他方、両者は、「マーキングを施す手法に関し、本願発明ではレーザーマーカー機から発振されたレーザー光を照射するのに対し、引用発明では転写ステーション18で印刷ローラ20から転写する」点(相違点)で相違する。

第5 相違点についての検討
上記相違点について検討するにあたり、まず以下の周知技術文献1-3を検討する。
(周知技術文献1:国際公開第06/126561号(原査定において提示された文献))
ア 「本発明は、医薬品や食品等の経口投与用組成物の表面に、識別性マークを施す方法に関する。」(段落【0001】)
イ 「印刷法や刻印法に代替する方法として、パターンマスクを介して出力の小さなレーザー光を照射することにより錠剤及びカプセル剤にマーキングする方法が開示されている」(段落【0004】)
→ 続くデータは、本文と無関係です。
/// Build value members from tokens. Returns None when the value holds
/// tokens that make the declaration invalid.
fn build_members(tokens: &[CssToken<'_>]) -> Result<Option<Vec<ExpressionMember>>> {
    let mut root = FunctionFrame::new(String::new(), "");
    let mut stack: Vec<FunctionFrame> = Vec::new();

    for token in tokens {
        let frame = stack.last_mut().unwrap_or(&mut root);
        match token.kind {
            CssTokenKind::Whitespace => frame.flush(),
            CssTokenKind::Comma => {
                frame.flush();
                frame.args.push(ExpressionMember::literal(","));
            }
            CssTokenKind::Url => {
                frame.flush();
                frame.args.push(ExpressionMember::UriReference(token.value.clone()));
            }
            CssTokenKind::String if frame.takes_urls => {
                frame.flush();
                frame.args.push(ExpressionMember::UriReference(token.value.clone()));
            }
            CssTokenKind::String => push_quoted(&mut frame.literal, &token.value),
            CssTokenKind::BadUrl | CssTokenKind::BadString => return Ok(None),
            // A lone backslash would escape whatever the writer puts next
            CssTokenKind::Delim('\\') => {}
            CssTokenKind::Function => {
                frame.flush();
                if stack.len() >= MAX_FUNCTION_DEPTH {
                    return Err(SanitizeError::NestingLimitExceeded {
                        limit: MAX_FUNCTION_DEPTH,
                    });
                }
                let name = token.raw.strip_suffix('(').unwrap_or(token.raw).to_string();
                stack.push(FunctionFrame::new(name, &token.value));
            }
            CssTokenKind::CloseParen => {
                let Some(done) = stack.pop() else {
                    return Ok(None);
                };
                let member = done.into_member();
                stack.last_mut().unwrap_or(&mut root).args.push(member);
            }
            _ => frame.literal.push_str(token.raw),
        }
    }

    // Functions left open at the end of the value are closed
    while let Some(done) = stack.pop() {
        let member = done.into_member();
        stack.last_mut().unwrap_or(&mut root).args.push(member);
    }

    root.flush();
    Ok(Some(root.args))
}

#[cfg(test)]
mod tests {
    use super::*;

    fn style(rule: &TopLevelRule) -> &StyleRule {
        match rule {
            TopLevelRule::Style(style) => style,
            other => panic!("expected style rule, got {:?}", other),
        }
    }

    #[test]
    fn test_simple_stylesheet() {
        let sheet = parse_stylesheet("body { color: black; }\n.a > b , c { width: 10px !important }", 10).unwrap();
        assert_eq!(sheet.rules.len(), 2);
        assert_eq!(style(&sheet.rules[0]).selector, "body");
        let second = style(&sheet.rules[1]);
        assert_eq!(second.selector, ".a>b,c");
        assert!(second.declarations[0].important);
        assert_eq!(second.declarations[0].value, vec![ExpressionMember::literal("10px")]);
    }

    #[test]
    fn test_import_and_namespace_rules() {
        let sheet = parse_stylesheet("@import 'a.css'; @namespace svg url(x); p{color:red}", 10).unwrap();
        assert!(matches!(sheet.rules[0], TopLevelRule::Import(_)));
        assert!(matches!(sheet.rules[1], TopLevelRule::Namespace(_)));
        assert_eq!(sheet.rules.len(), 3);
    }

    #[test]
    fn test_unknown_at_rules_dropped() {
        let sheet = parse_stylesheet("@font-face { src: url(x) } @charset 'utf-8'; p{color:red}", 10).unwrap();
        assert_eq!(sheet.rules.len(), 1);
    }

    #[test]
    fn test_nested_media() {
        let sheet = parse_stylesheet("@media screen { @media (min-width: 1px) { p { color: red } } }", 10).unwrap();
        match &sheet.rules[0] {
            TopLevelRule::Media { query, rules } => {
                assert_eq!(query, "screen");
                assert!(matches!(rules[0], TopLevelRule::Media { .. }));
            }
            other => panic!("unexpected {:?}", other),
        }
    }

    #[test]
    fn test_media_nesting_limit() {
        let css = "@media a{".repeat(4) + "p{color:red}" + &"}".repeat(4);
        assert!(parse_stylesheet(&css, 4).is_ok());
        let err = parse_stylesheet(&css, 3).unwrap_err();
        assert!(matches!(err, SanitizeError::NestingLimitExceeded { limit: 3 }));
    }

    #[test]
    fn test_function_nesting_limit() {
        let value = "calc(".repeat(MAX_FUNCTION_DEPTH + 1);
        let css = format!("p{{width:{}}}", value);
        assert!(parse_stylesheet(&css, 10).is_err());
    }

    #[test]
    fn test_unclosed_blocks_closed_at_eof() {
        let sheet = parse_stylesheet("@media print { p { color: red", 10).unwrap();
        match &sheet.rules[0] {
            TopLevelRule::Media { rules, .. } => assert_eq!(style(&rules[0]).declarations.len(), 1),
            other => panic!("unexpected {:?}", other),
        }
    }

    #[test]
    fn test_url_members() {
        let sheet = parse_stylesheet("a{background:url('x.png') no-repeat, url(y.png)}", 10).unwrap();
        let value = &style(&sheet.rules[0]).declarations[0].value;
        assert_eq!(
            value,
            &vec![
                ExpressionMember::UriReference("x.png".to_string()),
                ExpressionMember::literal("no-repeat"),
                ExpressionMember::literal(","),
                ExpressionMember::UriReference("y.png".to_string()),
            ]
        );
    }

    #[test]
    fn test_function_members() {
        let decls = parse_declaration_list("width: calc(100% - 2px); fill: rgb(1, 2, 3)").unwrap();
        assert_eq!(decls.len(), 2);
        match &decls[0].value[0] {
            ExpressionMember::FunctionCall { name, args } => {
                assert_eq!(name, "calc");
                assert_eq!(args.len(), 3);
            }
            other => panic!("unexpected {:?}", other),
        }
    }

    #[test]
    fn test_escaped_function_name_kept_raw() {
        let decls = parse_declaration_list("width: \\65 xpression(alert(1))").unwrap();
        match &decls[0].value[0] {
            ExpressionMember::FunctionCall { name, .. } => assert_eq!(name, "\\65 xpression"),
            other => panic!("unexpected {:?}", other),
        }
    }

    #[test]
    fn test_invalid_declarations_dropped() {
        let decls = parse_declaration_list("color; : red; width: url(a b); height: 1px; a\\:b: 2").unwrap();
        assert_eq!(decls.len(), 1);
        assert_eq!(decls[0].property, "height");
    }

    #[test]
    fn test_nested_block_in_declarations_skipped() {
        let sheet = parse_stylesheet("p { color: red; &:hover { color: blue } width: 1px }", 10).unwrap();
        let decls = &style(&sheet.rules[0]).declarations;
        assert_eq!(decls.len(), 2);
    }

    #[test]
    fn test_strings_closed_and_lone_backslash_dropped() {
        let decls = parse_declaration_list("content: 'a\\'b' \"open; width: 1px\\").unwrap();
        assert_eq!(
            decls[0].value,
            vec![
                ExpressionMember::literal("\"a'b\""),
                ExpressionMember::literal("\"open; width: 1px\""),
            ]
        );

        let decls = parse_declaration_list("width: 1px\\").unwrap();
        assert_eq!(decls[0].value, vec![ExpressionMember::literal("1px")]);
    }

    #[test]
    fn test_prelude_with_lone_backslash_dropped() {
        let sheet = parse_stylesheet("a\\\n{color:red} p{color:blue}", 10).unwrap();
        assert_eq!(sheet.rules.len(), 1);
        assert_eq!(style(&sheet.rules[0]).selector, "p");
    }

    #[test]
    fn test_property_lowercased() {
        let decls = parse_declaration_list("COLOR: Red").unwrap();
        assert_eq!(decls[0].property, "color");
        assert_eq!(decls[0].value, vec![ExpressionMember::literal("Red")]);
    }
}
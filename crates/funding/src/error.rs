//! Funding errors

use paycore_events::EventError;
use paycore_ledger::LedgerError;
use paycore_storage::StorageError;
use thiserror::Error;

#[derive(Error, Debug)]
pub enum FundingError {
    #[error(transparent)]
    Storage(#[from] StorageError),

    #[error("event error: {0}")]
    Event(#[from] EventError),

    #[error("ledger error: {0}")]
    Ledger(#[from] LedgerError),

    #[error("no funding clearing account exists for this legal entity")]
    NoClearingAccount,
}

pub type FundingResult<T> = Result<T, FundingError>;
//! Payroll batch inputs and facade outcome types

use chrono::NaiveDate;
use paycore_core::{
    Amount, BatchId, InstructionId, LegalEntityId, PayeeType, PaymentPurpose, ReservationId,
    ReserveType, SettlementEventId, TenantId,
};
use paycore_funding::{FundingRequirement, GateDecision, RiskContext};
use serde_json::Value as JsonValue;
use uuid::Uuid;

/// One payment in a payroll batch
#[derive(Debug, Clone)]
pub struct PayrollItem {
    pub payee_type: PayeeType,
    pub payee_ref: String,
    pub amount: Amount,
    pub purpose: PaymentPurpose,
    pub metadata: JsonValue,
}

impl PayrollItem {
    pub fn employee_net(payee_ref: impl Into<String>, amount: Amount) -> Self {
        Self {
            payee_type: PayeeType::Employee,
            payee_ref: payee_ref.into(),
            amount,
            purpose: PaymentPurpose::EmployeeNet,
            metadata: JsonValue::Null,
        }
    }

    pub fn tax_remit(payee_ref: impl Into<String>, amount: Amount) -> Self {
        Self {
            payee_type: PayeeType::Agency,
            payee_ref: payee_ref.into(),
            amount,
            purpose: PaymentPurpose::TaxRemit,
            metadata: JsonValue::Null,
        }
    }
}

/// A batch of payments produced by one committed payroll run
#[derive(Debug, Clone)]
pub struct PayrollBatch {
    pub batch_id: BatchId,
    pub tenant_id: TenantId,
    pub legal_entity_id: LegalEntityId,
    pub items: Vec<PayrollItem>,
    pub effective_date: Option<NaiveDate>,
    /// Risk signals the integrator knows about this run
    pub risk: RiskContext,
}

impl PayrollBatch {
    /// Funding requirement implied by the batch's items
    pub fn requirement(&self) -> FundingRequirement {
        let mut requirement = FundingRequirement::default();
        for item in &self.items {
            match item.purpose {
                PaymentPurpose::EmployeeNet => requirement.net_pay = requirement.net_pay + item.amount,
                PaymentPurpose::TaxRemit => requirement.taxes = requirement.taxes + item.amount,
                PaymentPurpose::ThirdParty => {
                    requirement.third_party = requirement.third_party + item.amount
                }
                PaymentPurpose::Fees => requirement.fees = requirement.fees + item.amount,
                // Inbound money is never part of the outbound requirement
                PaymentPurpose::FundingDebit => {}
            }
        }
        requirement
    }

    /// The hold covers the whole batch; it is typed by the dominant
    /// obligation
    pub fn dominant_reserve_type(&self) -> ReserveType {
        let requirement = self.requirement();
        let components = [
            (ReserveType::NetPay, requirement.net_pay),
            (ReserveType::Tax, requirement.taxes),
            (ReserveType::ThirdParty, requirement.third_party),
            (ReserveType::Fees, requirement.fees),
        ];
        components
            .into_iter()
            .max_by_key(|(_, amount)| *amount)
            .map(|(kind, _)| kind)
            .unwrap_or(ReserveType::NetPay)
    }
}

/// Commit decision for a batch
#[derive(Debug, Clone, Copy, PartialEq, Eq)]
pub enum CommitStatus {
    /// Gate passed; funds reserved
    Approved,
    /// Hybrid-mode soft fail: committed, but pay will block until
    /// funding lands
    ApprovedWithWarnings,
    /// Strict-mode hard fail: commit refused
    Blocked,
}

#[derive(Debug, Clone)]
pub struct CommitOutcome {
    pub status: CommitStatus,
    pub batch_id: BatchId,
    pub gate: GateDecision,
    pub reservation_id: Option<ReservationId>,
    pub total_amount: Amount,
    pub correlation_id: Uuid,
    pub is_new: bool,
}

/// Execution result for a batch
#[derive(Debug, Clone, Copy, PartialEq, Eq)]
pub enum ExecuteStatus {
    Success,
    Partial,
    Failed,
    /// Pay gate refused; nothing was submitted
    Blocked,
}

#[derive(Debug, Clone)]
pub struct ExecuteFailure {
    pub payee_ref: String,
    pub amount: Amount,
    pub error: String,
}

#[derive(Debug, Clone)]
pub struct ExecuteOutcome {
    pub status: ExecuteStatus,
    pub batch_id: BatchId,
    pub gate: GateDecision,
    pub submitted_count: usize,
    pub failed_count: usize,
    pub failures: Vec<ExecuteFailure>,
    pub correlation_id: Uuid,
}

/// Result of a provider callback
#[derive(Debug, Clone, Copy, PartialEq, Eq)]
pub enum CallbackStatus {
    /// New information was applied
    Processed,
    /// Already known; nothing changed
    Duplicate,
    /// Verified but referencing no known payment; parked
    Unmatched,
    /// Rejected during ingestion
    Invalid,
}

#[derive(Debug, Clone)]
pub struct CallbackOutcome {
    pub status: CallbackStatus,
    pub external_trace_id: String,
    pub settlement_event_id: Option<SettlementEventId>,
    pub correlation_id: Uuid,
}

/// Inbound funding intake request
#[derive(Debug, Clone)]
pub struct FundingIntake {
    pub tenant_id: TenantId,
    pub legal_entity_id: LegalEntityId,
    pub amount: Amount,
    pub requested_settlement_date: Option<NaiveDate>,
    pub idempotency_key: String,
}

/// Result of a funding intake
#[derive(Debug, Clone)]
pub struct FundingOutcome {
    pub funding_request_id: paycore_core::FundingRequestId,
    pub instruction_id: InstructionId,
    pub provider_request_id: Option<String>,
    pub is_new: bool,
}

/// Balance snapshot for one account bucket
#[derive(Debug, Clone, PartialEq)]
pub struct BalanceView {
    pub balance: rust_decimal::Decimal,
    pub reserved: rust_decimal::Decimal,
    pub available: rust_decimal::Decimal,
}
(周知技術文献2:特開2003-144063号公報)
ウ 「飲食用微小粒状物の表面にレーザー光照を用いてマーキングすることを特徴とする飲食用微小粒状物の刻印方法」(請求項1)
エ 「飲食用微小粒状物がカプセル製剤である請求項1に記載の刻印方法」(請求項2)
オ 「ソフトカプセルの場合は、一般に油又は油ベースの内容物を充填するため、工程上内容物の油状物がカプセル表面に付着し易く、有機溶媒で洗滌したり、或いは残留有機溶媒による健康上の問題から布などで清拭する対策が採られて居る。しかし乍ら、いずれの方法でも粒状物表面の油膜が十分に除去出来ず、インキによる印刷には不向きであった。」(段落【0003】)
カ 「本発明に於いては、レーザー光線を該微小粒状物に照射して所定の刻印を行うものである。このようにレーザー光線を使用し、該微小粒状物にレーザー光線を照射するだけで、該粒状物表面に所定のマーキングを非接触的に行うことが出来る。この非接触的に行うことは、極めて大きな特徴であり、飲食用である目的物上に、インキ等の異物を載置することなく、しかも細菌やその他の汚れの付着を全く考えることなく、マーキングを行うことが可能となり、極めて有利な方法となる。」(段落【0007】)
キ 「加えて、ソフトカプセルの場合の油膜の残存に基ずく従来の難点についても、たとえ油膜が残存していてもレーザー光線の照射であるためこの難点は生じず」(段落【0009】)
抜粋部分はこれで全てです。